Wisconsin health officials are basically on the same page. A DNR tip sheet about venison and CWD includes a recommendation from the Wisconsin Division of Public Health that "venison from deer harvested in CWD affected areas not be consumed or distributed to others until CWD test results on the source deer are known to be negative."

Bryan Richards, a Madison-based CWD specialist with the United States Geological Survey, said he thinks this recommendation is in keeping with what public-health agencies like the CDC and World Health Organization promote.

However, he thinks this health message is at odds with the DNR's approach to CWD testing. There's no requirement that hunters have their deer tested, even in areas where the disease has been detected. The state does extensive outreach to try and get hunters to submit deer heads, including new initiatives like setting up self-service kiosks and, in 2016, piloting do-it-yourself sampling kits with about 50 hunters, said Tami Ryan, the DNR's wildlife health section chief.

In Wisconsin, the Wisconsin Veterinary Diagnostic Laboratory has the only facility that can test hunters' deer for CWD — again, that testing depends overwhelmingly on hunters submitting their deer. The lab can handle a lot of volume, and for a fee, it will process samples for hunters who aren't submitting them through a DNR program. Only about a dozen people per year do that, though, said Pathology Sciences Management Supervisor Dan Barr.

As a result, Wisconsinites maintain a strong deer-hunting tradition but haven't developed much of a CWD-testing tradition.
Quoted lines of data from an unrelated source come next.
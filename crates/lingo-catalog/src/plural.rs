#![forbid(unsafe_code)]

//! CLDR-style plural categories and built-in rules.
//!
//! Rules operate on absolute values; `-3` and `3` always share a category.
//! Languages without a built-in rule use [`PluralRule::English`].

/// A plural category as defined by CLDR.
#[derive(Debug, Clone, Copy, PartialEq, Eq, Hash)]
pub enum PluralCategory {
    Zero,
    One,
    Two,
    Few,
    Many,
    Other,
}

impl PluralCategory {
    /// The CLDR keyword (`zero`, `one`, ...).
    pub const fn as_str(self) -> &'static str {
        match self {
            Self::Zero => "zero",
            Self::One => "one",
            Self::Two => "two",
            Self::Few => "few",
            Self::Many => "many",
            Self::Other => "other",
        }
    }

    /// Parse a CLDR keyword.
    pub fn from_keyword(keyword: &str) -> Option<Self> {
        match keyword {
            "zero" => Some(Self::Zero),
            "one" => Some(Self::One),
            "two" => Some(Self::Two),
            "few" => Some(Self::Few),
            "many" => Some(Self::Many),
            "other" => Some(Self::Other),
            _ => None,
        }
    }
}

/// Cardinal plural rule for a language family.
#[derive(Debug, Clone, Copy, PartialEq, Eq)]
pub enum PluralRule {
    /// one: n = 1; other. Also German, Dutch, Spanish, Italian, ...
    English,
    /// one: n ∈ {0, 1}; other.
    French,
    /// one/few/many by last digits. Also Ukrainian, Belarusian.
    Russian,
    /// one: n = 1; few/many by last digits.
    Polish,
    /// zero, one, two, few, many, other.
    Arabic,
    /// No plural distinction. Japanese, Chinese, Korean, ...
    CJK,
}

impl PluralRule {
    /// Pick the rule for a locale tag. Never fails; unknown languages
    /// use English.
    pub fn for_locale(locale: &str) -> Self {
        match primary_language(locale).as_str() {
            "fr" | "pt" => Self::French,
            "ru" | "uk" | "be" => Self::Russian,
            "pl" => Self::Polish,
            "ar" => Self::Arabic,
            "ja" | "zh" | "ko" | "th" | "vi" | "id" | "ms" => Self::CJK,
            _ => Self::English,
        }
    }

    /// Categorize an integer count.
    pub fn categorize(self, count: i64) -> PluralCategory {
        let n = count.unsigned_abs();
        match self {
            Self::English => {
                if n == 1 {
                    PluralCategory::One
                } else {
                    PluralCategory::Other
                }
            }
            Self::French => {
                if n <= 1 {
                    PluralCategory::One
                } else {
                    PluralCategory::Other
                }
            }
            Self::Russian => {
                let (m10, m100) = (n % 10, n % 100);
                if m10 == 1 && m100 != 11 {
                    PluralCategory::One
                } else if (2..=4).contains(&m10) && !(12..=14).contains(&m100) {
                    PluralCategory::Few
                } else {
                    PluralCategory::Many
                }
            }
            Self::Polish => {
                let (m10, m100) = (n % 10, n % 100);
                if n == 1 {
                    PluralCategory::One
                } else if (2..=4).contains(&m10) && !(12..=14).contains(&m100) {
                    PluralCategory::Few
                } else {
                    PluralCategory::Many
                }
            }
            Self::Arabic => {
                let m100 = n % 100;
                match n {
                    0 => PluralCategory::Zero,
                    1 => PluralCategory::One,
                    2 => PluralCategory::Two,
                    _ if (3..=10).contains(&m100) => PluralCategory::Few,
                    _ if (11..=99).contains(&m100) => PluralCategory::Many,
                    _ => PluralCategory::Other,
                }
            }
            Self::CJK => PluralCategory::Other,
        }
    }

    /// Categorize a possibly fractional value.
    ///
    /// Whole numbers defer to [`categorize`](Self::categorize). Fractions are
    /// `other` except under the French rule, where `0 ≤ |n| < 2` is `one`.
    pub fn categorize_f64(self, value: f64) -> PluralCategory {
        if !value.is_finite() {
            return PluralCategory::Other;
        }
        if value.fract() == 0.0 && value.abs() < i64::MAX as f64 {
            return self.categorize(value as i64);
        }
        match self {
            Self::French if value.abs() < 2.0 => PluralCategory::One,
            _ => PluralCategory::Other,
        }
    }
}

/// Ordinal plural rule (`1st`, `2nd`, `3rd`, `4th`).
#[derive(Debug, Clone, Copy, PartialEq, Eq)]
pub enum OrdinalRule {
    /// one: 1, 21, 31...; two: 2, 22...; few: 3, 23...; other.
    English,
    /// Only `other`.
    Uniform,
}

impl OrdinalRule {
    /// Pick the ordinal rule for a locale tag.
    pub fn for_locale(locale: &str) -> Self {
        match primary_language(locale).as_str() {
            "en" => Self::English,
            _ => Self::Uniform,
        }
    }

    /// Categorize an ordinal position.
    pub fn categorize(self, position: i64) -> PluralCategory {
        let n = position.unsigned_abs();
        match self {
            Self::English => {
                let (m10, m100) = (n % 10, n % 100);
                match (m10, m100) {
                    (1, m) if m != 11 => PluralCategory::One,
                    (2, m) if m != 12 => PluralCategory::Two,
                    (3, m) if m != 13 => PluralCategory::Few,
                    _ => PluralCategory::Other,
                }
            }
            Self::Uniform => PluralCategory::Other,
        }
    }
}

fn primary_language(locale: &str) -> String {
    locale
        .split(['-', '_'])
        .next()
        .unwrap_or_default()
        .to_ascii_lowercase()
}

#[cfg(test)]
mod tests {
    use super::*;

    #[test]
    fn english_rule() {
        let rule = PluralRule::English;
        assert_eq!(rule.categorize(0), PluralCategory::Other);
        assert_eq!(rule.categorize(1), PluralCategory::One);
        assert_eq!(rule.categorize(2), PluralCategory::Other);
        assert_eq!(rule.categorize_f64(1.5), PluralCategory::Other);
    }

    #[test]
    fn russian_rule() {
        let rule = PluralRule::Russian;
        assert_eq!(rule.categorize(1), PluralCategory::One);
        assert_eq!(rule.categorize(21), PluralCategory::One);
        assert_eq!(rule.categorize(11), PluralCategory::Many);
        assert_eq!(rule.categorize(3), PluralCategory::Few);
        assert_eq!(rule.categorize(13), PluralCategory::Many);
        assert_eq!(rule.categorize(25), PluralCategory::Many);
    }

    #[test]
    fn polish_rule() {
        let rule = PluralRule::Polish;
        assert_eq!(rule.categorize(1), PluralCategory::One);
        assert_eq!(rule.categorize(21), PluralCategory::Many);
        assert_eq!(rule.categorize(22), PluralCategory::Few);
    }

    #[test]
    fn arabic_rule() {
        let rule = PluralRule::Arabic;
        assert_eq!(rule.categorize(0), PluralCategory::Zero);
        assert_eq!(rule.categorize(2), PluralCategory::Two);
        assert_eq!(rule.categorize(105), PluralCategory::Few);
        assert_eq!(rule.categorize(111), PluralCategory::Many);
        assert_eq!(rule.categorize(100), PluralCategory::Other);
    }

    #[test]
    fn french_fractions() {
        assert_eq!(PluralRule::French.categorize_f64(1.5), PluralCategory::One);
        assert_eq!(PluralRule::French.categorize_f64(2.5), PluralCategory::Other);
    }

    #[test]
    fn locale_lookup() {
        assert_eq!(PluralRule::for_locale("ru-RU"), PluralRule::Russian);
        assert_eq!(PluralRule::for_locale("ja"), PluralRule::CJK);
        assert_eq!(PluralRule::for_locale("de_AT"), PluralRule::English);
        assert_eq!(PluralRule::for_locale(""), PluralRule::English);
    }

    #[test]
    fn english_ordinals() {
        let rule = OrdinalRule::English;
        assert_eq!(rule.categorize(1), PluralCategory::One);
        assert_eq!(rule.categorize(11), PluralCategory::Other);
        assert_eq!(rule.categorize(22), PluralCategory::Two);
        assert_eq!(rule.categorize(113), PluralCategory::Other);
        assert_eq!(rule.categorize(103), PluralCategory::Few);
        assert_eq!(OrdinalRule::for_locale("fr").categorize(1), PluralCategory::Other);
    }
}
In 2015, Wisconsin hunters killed a total of 309,829 deer. That same year, 3,142 were tested for CWD. That's just 1 percent of the state's deer harvest. The most deer the state has ever tested in one year was 40,148, in 2002 — about 11 percent of that year's harvest. The state's goal for 2016 is to test between 4,000 and 6,000 deer.
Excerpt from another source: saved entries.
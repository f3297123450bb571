#![forbid(unsafe_code)]

//! Validated BCP-47 locale tags.

use std::fmt;
use std::str::FromStr;
use std::sync::Arc;

use serde::{Deserialize, Deserializer, Serialize, Serializer};
use unic_langid::LanguageIdentifier;

use crate::error::CatalogError;

/// Languages written right-to-left.
const RTL_LANGUAGES: &[&str] = &["ar", "dv", "fa", "he", "ps", "sd", "ug", "ur", "yi"];

/// A canonicalized locale tag such as `en`, `de-AT` or `zh-Hant-TW`.
///
/// Cloning is cheap; the canonical tag string is shared.
#[derive(Clone, PartialEq, Eq, Hash)]
pub struct Locale {
    tag: Arc<str>,
    id: LanguageIdentifier,
}

impl Locale {
    /// Parse and canonicalize a tag. Accepts `-` or `_` as separators.
    pub fn parse(tag: &str) -> Result<Self, CatalogError> {
        let trimmed = tag.trim();
        if trimmed.is_empty() {
            return Err(CatalogError::InvalidLocale { tag: tag.into() });
        }
        let id: LanguageIdentifier = trimmed
            .parse()
            .map_err(|_| CatalogError::InvalidLocale { tag: tag.into() })?;
        Ok(Self::from_identifier(id))
    }

    fn from_identifier(id: LanguageIdentifier) -> Self {
        Self {
            tag: Arc::from(id.to_string()),
            id,
        }
    }

    /// The canonical tag.
    #[inline]
    pub fn as_str(&self) -> &str {
        &self.tag
    }

    /// The primary language subtag (`de` for `de-AT`).
    pub fn language(&self) -> &str {
        self.id.language.as_str()
    }

    /// The region subtag, if any.
    pub fn region(&self) -> Option<&str> {
        self.id.region.as_ref().map(|region| region.as_str())
    }

    /// Whether text in this locale runs right-to-left.
    pub fn is_rtl(&self) -> bool {
        RTL_LANGUAGES.contains(&self.language())
    }

    /// The lookup chain from most to least specific: `de-AT` yields
    /// `[de-AT, de]`, a bare language yields just itself.
    pub fn fallback_chain(&self) -> Vec<Locale> {
        let mut chain = vec![self.clone()];
        let bare = LanguageIdentifier::from_parts(self.id.language.clone(), None, None, &[]);
        if bare != self.id {
            chain.push(Self::from_identifier(bare));
        }
        chain
    }

    /// Whether both locales share a primary language.
    pub fn same_language(&self, other: &Locale) -> bool {
        self.language() == other.language()
    }
}

impl FromStr for Locale {
    type Err = CatalogError;

    fn from_str(s: &str) -> Result<Self, Self::Err> {
        Self::parse(s)
    }
}

impl fmt::Display for Locale {
    fn fmt(&self, f: &mut fmt::Formatter<'_>) -> fmt::Result {
        f.write_str(&self.tag)
    }
}

impl fmt::Debug for Locale {
    fn fmt(&self, f: &mut fmt::Formatter<'_>) -> fmt::Result {
        write!(f, "Locale({})", self.tag)
    }
}

impl AsRef<str> for Locale {
    fn as_ref(&self) -> &str {
        &self.tag
    }
}

impl PartialEq<str> for Locale {
    fn eq(&self, other: &str) -> bool {
        &*self.tag == other
    }
}

impl PartialEq<&str> for Locale {
    fn eq(&self, other: &&str) -> bool {
        &*self.tag == *other
    }
}

impl Serialize for Locale {
    fn serialize<S: Serializer>(&self, serializer: S) -> Result<S::Ok, S::Error> {
        serializer.serialize_str(&self.tag)
    }
}

impl<'de> Deserialize<'de> for Locale {
    fn deserialize<D: Deserializer<'de>>(deserializer: D) -> Result<Self, D::Error> {
        let tag = String::deserialize(deserializer)?;
        Self::parse(&tag).map_err(serde::de::Error::custom)
    }
}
"I find it interesting that we have this recommendation from human health experts at multiple different levels, a consistent message that if you hunt in an area where CWD is, you should consider having that deer tested," Richards said. "But is that testing truly available?"
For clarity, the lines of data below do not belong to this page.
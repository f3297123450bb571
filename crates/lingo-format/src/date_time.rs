#![forbid(unsafe_code)]

//! Date and time formatting.
//!
//! Two ways to describe the output:
//!
//! - **Styles** (`dateStyle`/`timeStyle`): predefined layouts per language.
//! - **Components** (`year`, `month`, `day`, `weekday`, `hour`, ...): the
//!   listed parts in the language's order.
//!
//! With neither, a numeric date (`11/20/2020` in English) is produced.
//! Instants are converted to wall-clock time in the options' `timeZone`,
//! else in the zone passed by the caller, else in UTC.

use chrono::{DateTime, Datelike, NaiveDateTime, Timelike, Utc};
use lingo_catalog::Locale;

use crate::error::FormatError;
use crate::locale_data::LocaleData;
use crate::options::{DateTimeFormatOptions, DateTimeStyle, MonthWidth, NumericWidth, TextWidth};
use crate::time_zone::TimeZone;

/// Separator between the two ends of a range.
const RANGE_SEPARATOR: &str = " – ";

/// Format an instant.
///
/// # Errors
/// [`FormatError::InvalidTimeZone`] when the options name an unknown zone,
/// [`FormatError::OutOfRange`] when the instant has no wall-clock time there.
pub fn format_date_time(
    instant: DateTime<Utc>,
    options: &DateTimeFormatOptions,
    locale: &Locale,
    time_zone: Option<TimeZone>,
) -> Result<String, FormatError> {
    let zone = effective_zone(options, time_zone)?;
    let local = zone.local(instant)?;
    let data = LocaleData::for_locale(locale);
    let abbreviation = || zone.abbreviation(instant);
    Ok(render(&local, options, data, abbreviation))
}

/// Format the range `start`–`end`.
///
/// Ends that render identically collapse into one value.
///
/// # Errors
/// Same as [`format_date_time`].
pub fn format_date_time_range(
    start: DateTime<Utc>,
    end: DateTime<Utc>,
    options: &DateTimeFormatOptions,
    locale: &Locale,
    time_zone: Option<TimeZone>,
) -> Result<String, FormatError> {
    let from = format_date_time(start, options, locale, time_zone)?;
    let to = format_date_time(end, options, locale, time_zone)?;
    if from == to {
        Ok(from)
    } else {
        Ok(format!("{from}{RANGE_SEPARATOR}{to}"))
    }
}

fn effective_zone(
    options: &DateTimeFormatOptions,
    fallback: Option<TimeZone>,
) -> Result<TimeZone, FormatError> {
    match options.time_zone.as_deref() {
        Some(name) => TimeZone::parse(name),
        None => Ok(fallback.unwrap_or(TimeZone::UTC)),
    }
}

fn render(
    local: &NaiveDateTime,
    options: &DateTimeFormatOptions,
    data: &LocaleData,
    abbreviation: impl Fn() -> String,
) -> String {
    if options.date_style.is_some() || options.time_style.is_some() {
        let date = options.date_style.map(|style| styled_date(local, style, data));
        let time = options
            .time_style
            .map(|style| styled_time(local, style, options.hour12, data, &abbreviation));
        return match (date, time) {
            (Some(date), Some(time)) => {
                let long = matches!(
                    options.date_style,
                    Some(DateTimeStyle::Long | DateTimeStyle::Full)
                );
                let join = if long {
                    data.date_time_join_long
                } else {
                    data.date_time_join
                };
                format!("{date}{join}{time}")
            }
            (Some(part), None) | (None, Some(part)) => part,
            (None, None) => String::new(),
        };
    }

    let has_date = options.has_date_components();
    let has_time = options.has_time_components();
    if !has_date && !has_time {
        let numeric = DateTimeFormatOptions {
            year: Some(NumericWidth::Numeric),
            month: Some(MonthWidth::Numeric),
            day: Some(NumericWidth::Numeric),
            ..DateTimeFormatOptions::default()
        };
        return component_date(local, &numeric, data);
    }

    let date = has_date.then(|| component_date(local, options, data));
    let time = has_time.then(|| component_time(local, options, data));
    match (date, time) {
        (Some(date), Some(time)) => format!("{date}{}{time}", data.date_time_join),
        (Some(part), None) | (None, Some(part)) => part,
        (None, None) => String::new(),
    }
}

// ---------------------------------------------------------------------------
// Styles
// ---------------------------------------------------------------------------

fn styled_date(local: &NaiveDateTime, style: DateTimeStyle, data: &LocaleData) -> String {
    let (year, month, day) = (local.year(), local.month(), local.day());
    let yy = year.rem_euclid(100);
    let month_long = data.months_long[month0(local)];
    let month_short = data.months_short[month0(local)];
    let weekday = data.weekdays_long[weekday0(local)];

    match (data.language, style) {
        ("de", DateTimeStyle::Short) => format!("{day:02}.{month:02}.{yy:02}"),
        ("de", DateTimeStyle::Medium) => format!("{day:02}.{month:02}.{year}"),
        ("de", DateTimeStyle::Long) => format!("{day}. {month_long} {year}"),
        ("de", DateTimeStyle::Full) => format!("{weekday}, {day}. {month_long} {year}"),

        ("fr", DateTimeStyle::Short) => format!("{day:02}/{month:02}/{year}"),
        ("fr", DateTimeStyle::Medium) => format!("{day} {month_short} {year}"),
        ("fr", DateTimeStyle::Long) => format!("{day} {month_long} {year}"),
        ("fr", DateTimeStyle::Full) => format!("{weekday} {day} {month_long} {year}"),

        ("es", DateTimeStyle::Short) => format!("{day}/{month}/{yy:02}"),
        ("es", DateTimeStyle::Medium) => format!("{day} {month_short} {year}"),
        ("es", DateTimeStyle::Long) => format!("{day} de {month_long} de {year}"),
        ("es", DateTimeStyle::Full) => format!("{weekday}, {day} de {month_long} de {year}"),

        ("ja", DateTimeStyle::Short | DateTimeStyle::Medium) => {
            format!("{year}/{month:02}/{day:02}")
        }
        ("ja", DateTimeStyle::Long) => format!("{year}年{month}月{day}日"),
        ("ja", DateTimeStyle::Full) => format!("{year}年{month}月{day}日{weekday}"),

        (_, DateTimeStyle::Short) => format!("{month}/{day}/{yy:02}"),
        (_, DateTimeStyle::Medium) => format!("{month_short} {day}, {year}"),
        (_, DateTimeStyle::Long) => format!("{month_long} {day}, {year}"),
        (_, DateTimeStyle::Full) => format!("{weekday}, {month_long} {day}, {year}"),
    }
}

fn styled_time(
    local: &NaiveDateTime,
    style: DateTimeStyle,
    hour12: Option<bool>,
    data: &LocaleData,
    abbreviation: &impl Fn() -> String,
) -> String {
    let seconds = !matches!(style, DateTimeStyle::Short);
    let text = clock(local, hour12.unwrap_or(data.hour12), seconds, false, data);
    match style {
        DateTimeStyle::Long | DateTimeStyle::Full => format!("{text} {}", abbreviation()),
        DateTimeStyle::Short | DateTimeStyle::Medium => text,
    }
}

// ---------------------------------------------------------------------------
// Components
// ---------------------------------------------------------------------------

fn component_date(
    local: &NaiveDateTime,
    options: &DateTimeFormatOptions,
    data: &LocaleData,
) -> String {
    let textual_month = matches!(
        options.month,
        Some(MonthWidth::Long | MonthWidth::Short | MonthWidth::Narrow)
    );
    let weekday = options.weekday.map(|width| weekday_name(local, width, data));
    let year = options.year.map(|width| match width {
        NumericWidth::Numeric => local.year().to_string(),
        NumericWidth::TwoDigit => format!("{:02}", local.year().rem_euclid(100)),
    });
    let pad_numeric = data.language == "fr";
    let day = options.day.map(|width| numeric(local.day(), width, pad_numeric));

    if textual_month {
        let month = match options.month {
            Some(MonthWidth::Long) => data.months_long[month0(local)].to_owned(),
            Some(MonthWidth::Narrow) => narrow(
                data.months_long[month0(local)],
                data.months_short[month0(local)],
                data,
            ),
            _ => data.months_short[month0(local)].to_owned(),
        };
        return textual_date(data, weekday, year, Some(month), day);
    }

    let month = options
        .month
        .map(|width| match width {
            MonthWidth::TwoDigit => NumericWidth::TwoDigit,
            _ => NumericWidth::Numeric,
        })
        .map(|width| numeric(local.month(), width, pad_numeric));

    let parts: Vec<String> = match data.language {
        "de" => [day.map(|d| format!("{d}.")), month.map(|m| format!("{m}.")), year]
            .into_iter()
            .flatten()
            .collect(),
        "fr" | "es" => [day, month, year].into_iter().flatten().collect(),
        "ja" => [year, month, day].into_iter().flatten().collect(),
        _ => [month, day, year].into_iter().flatten().collect(),
    };
    let numeric_date = match data.language {
        "de" => trim_trailing_dot(parts.join("")),
        _ => parts.join("/"),
    };

    match weekday {
        Some(weekday) if numeric_date.is_empty() => weekday,
        Some(weekday) => match data.language {
            "ja" => format!("{numeric_date}({weekday})"),
            "fr" => format!("{weekday} {numeric_date}"),
            _ => format!("{weekday}, {numeric_date}"),
        },
        None => numeric_date,
    }
}

fn textual_date(
    data: &LocaleData,
    weekday: Option<String>,
    year: Option<String>,
    month: Option<String>,
    day: Option<String>,
) -> String {
    let mut out = String::new();
    match data.language {
        "de" => {
            let body = [day.map(|d| format!("{d}.")), month, year]
                .into_iter()
                .flatten()
                .collect::<Vec<_>>()
                .join(" ");
            push_weekday_prefix(&mut out, weekday, ", ", &body);
            out.push_str(&body);
        }
        "fr" => {
            let body = [day, month, year]
                .into_iter()
                .flatten()
                .collect::<Vec<_>>()
                .join(" ");
            push_weekday_prefix(&mut out, weekday, " ", &body);
            out.push_str(&body);
        }
        "es" => {
            let body = [day, month, year]
                .into_iter()
                .flatten()
                .collect::<Vec<_>>()
                .join(" de ");
            push_weekday_prefix(&mut out, weekday, ", ", &body);
            out.push_str(&body);
        }
        "ja" => {
            if let Some(year) = year {
                out.push_str(&year);
                out.push('年');
            }
            if let Some(month) = month {
                out.push_str(&month);
            }
            if let Some(day) = day {
                out.push_str(&day);
                out.push('日');
            }
            if let Some(weekday) = weekday {
                out.push_str(&weekday);
            }
        }
        _ => {
            let month_day = [month, day]
                .into_iter()
                .flatten()
                .collect::<Vec<_>>()
                .join(" ");
            let body = match year {
                Some(year) if month_day.is_empty() => year,
                Some(year) => format!("{month_day}, {year}"),
                None => month_day,
            };
            push_weekday_prefix(&mut out, weekday, ", ", &body);
            out.push_str(&body);
        }
    }
    out
}

fn push_weekday_prefix(out: &mut String, weekday: Option<String>, join: &str, body: &str) {
    if let Some(weekday) = weekday {
        out.push_str(&weekday);
        if !body.is_empty() {
            out.push_str(join);
        }
    }
}

fn component_time(
    local: &NaiveDateTime,
    options: &DateTimeFormatOptions,
    data: &LocaleData,
) -> String {
    let twelve = options.hour12.unwrap_or(data.hour12);
    let pad_hour = options.hour == Some(NumericWidth::TwoDigit);
    match (options.hour, options.minute, options.second) {
        (Some(_), None, None) => {
            if twelve {
                let (hour, period) = twelve_hour(local.hour(), data);
                if pad_hour {
                    format!("{hour:02} {period}")
                } else {
                    format!("{hour} {period}")
                }
            } else {
                format!("{:02}", local.hour())
            }
        }
        (None, Some(_), None) => local.minute().to_string(),
        (None, None, Some(_)) => local.second().to_string(),
        (None, Some(_), Some(_)) => format!("{:02}:{:02}", local.minute(), local.second()),
        (_, _, seconds) => clock(local, twelve, seconds.is_some(), pad_hour, data),
    }
}

/// `10:36`, `10:36:01`, `10:36 AM`.
fn clock(
    local: &NaiveDateTime,
    twelve: bool,
    seconds: bool,
    pad_hour: bool,
    data: &LocaleData,
) -> String {
    let mut out = if twelve {
        let (hour, _) = twelve_hour(local.hour(), data);
        if pad_hour {
            format!("{hour:02}")
        } else {
            hour.to_string()
        }
    } else if data.language == "ja" && !pad_hour {
        local.hour().to_string()
    } else {
        format!("{:02}", local.hour())
    };
    out.push_str(&format!(":{:02}", local.minute()));
    if seconds {
        out.push_str(&format!(":{:02}", local.second()));
    }
    if twelve {
        let (_, period) = twelve_hour(local.hour(), data);
        if data.language == "ja" {
            out.insert_str(0, period);
        } else {
            out.push(' ');
            out.push_str(period);
        }
    }
    out
}

fn twelve_hour(hour: u32, data: &LocaleData) -> (u32, &'static str) {
    let period = if hour < 12 { data.am_pm[0] } else { data.am_pm[1] };
    let display = match hour % 12 {
        0 => 12,
        h => h,
    };
    (display, period)
}

// ---------------------------------------------------------------------------
// Helpers
// ---------------------------------------------------------------------------

fn month0(local: &NaiveDateTime) -> usize {
    local.month0() as usize
}

fn weekday0(local: &NaiveDateTime) -> usize {
    local.weekday().num_days_from_monday() as usize
}

fn weekday_name(local: &NaiveDateTime, width: TextWidth, data: &LocaleData) -> String {
    match width {
        TextWidth::Long => data.weekdays_long[weekday0(local)].to_owned(),
        TextWidth::Short => data.weekdays_short[weekday0(local)].to_owned(),
        TextWidth::Narrow => narrow(
            data.weekdays_long[weekday0(local)],
            data.weekdays_short[weekday0(local)],
            data,
        ),
    }
}

/// First letter, uppercased. Japanese names are already short.
fn narrow(long: &str, short: &str, data: &LocaleData) -> String {
    if data.language == "ja" {
        return short.to_owned();
    }
    long.chars()
        .next()
        .map(|c| c.to_uppercase().collect())
        .unwrap_or_default()
}

fn numeric(value: u32, width: NumericWidth, pad: bool) -> String {
    match width {
        NumericWidth::TwoDigit => format!("{:02}", value % 100),
        NumericWidth::Numeric if pad => format!("{value:02}"),
        NumericWidth::Numeric => value.to_string(),
    }
}

fn trim_trailing_dot(mut text: String) -> String {
    if text.ends_with('.') {
        text.pop();
    }
    text
}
Additionally, not every deer with CWD will show obvious symptoms like emaciation, disorientation and extreme thirst. When a deer is infected, it goes through an 18- to 24-month "pre-clinical" phase where the disease is incubating and the animal looks normal, Richards explained. 

"The clinical phase of disease, with behavioral and physical appearance changes, is quite short, from a few weeks to a couple of months before death," he added.

Even during the pre-clinical phase of CWD, a deer can be "be actively shedding infectious agent," Richards said.

For a food scientist like Ingham, the outward signs of a disease are important.

"The health of the animal that is harvested by the hunter is the most obvious indication that we have of whether or not the animal should be harvested and the meat consumed," she said. "That's the first line of defense."

The DNR focuses its CWD sampling efforts on areas where the most infected deer have been found and in adjacent areas where it's likely to spread. From a human-health perspective, Ingham said, that approach is perfectly reasonable and science-based — since DNR doesn't have the budget to cast a statewide net, it has to make decisions based on risk.

"It's not prevention; it's containment," she said. "With the resources they have, I think the state is managing the disease to the best of their ability...it is not a disease that can be eradicated. History has shown that."

Richards also credits the DNR and the state lab for the work they do within budgetary constraints. But the lack of momentum behind testing for CWD still worries him.

"We don't see the push from the state to get deer tested," he said. "Not like we did during the early years."

Editor's Note: This article is corrected to note that bovine spongiform encephalopathy is the only prion disease currently known to have been transmitted from animals to humans.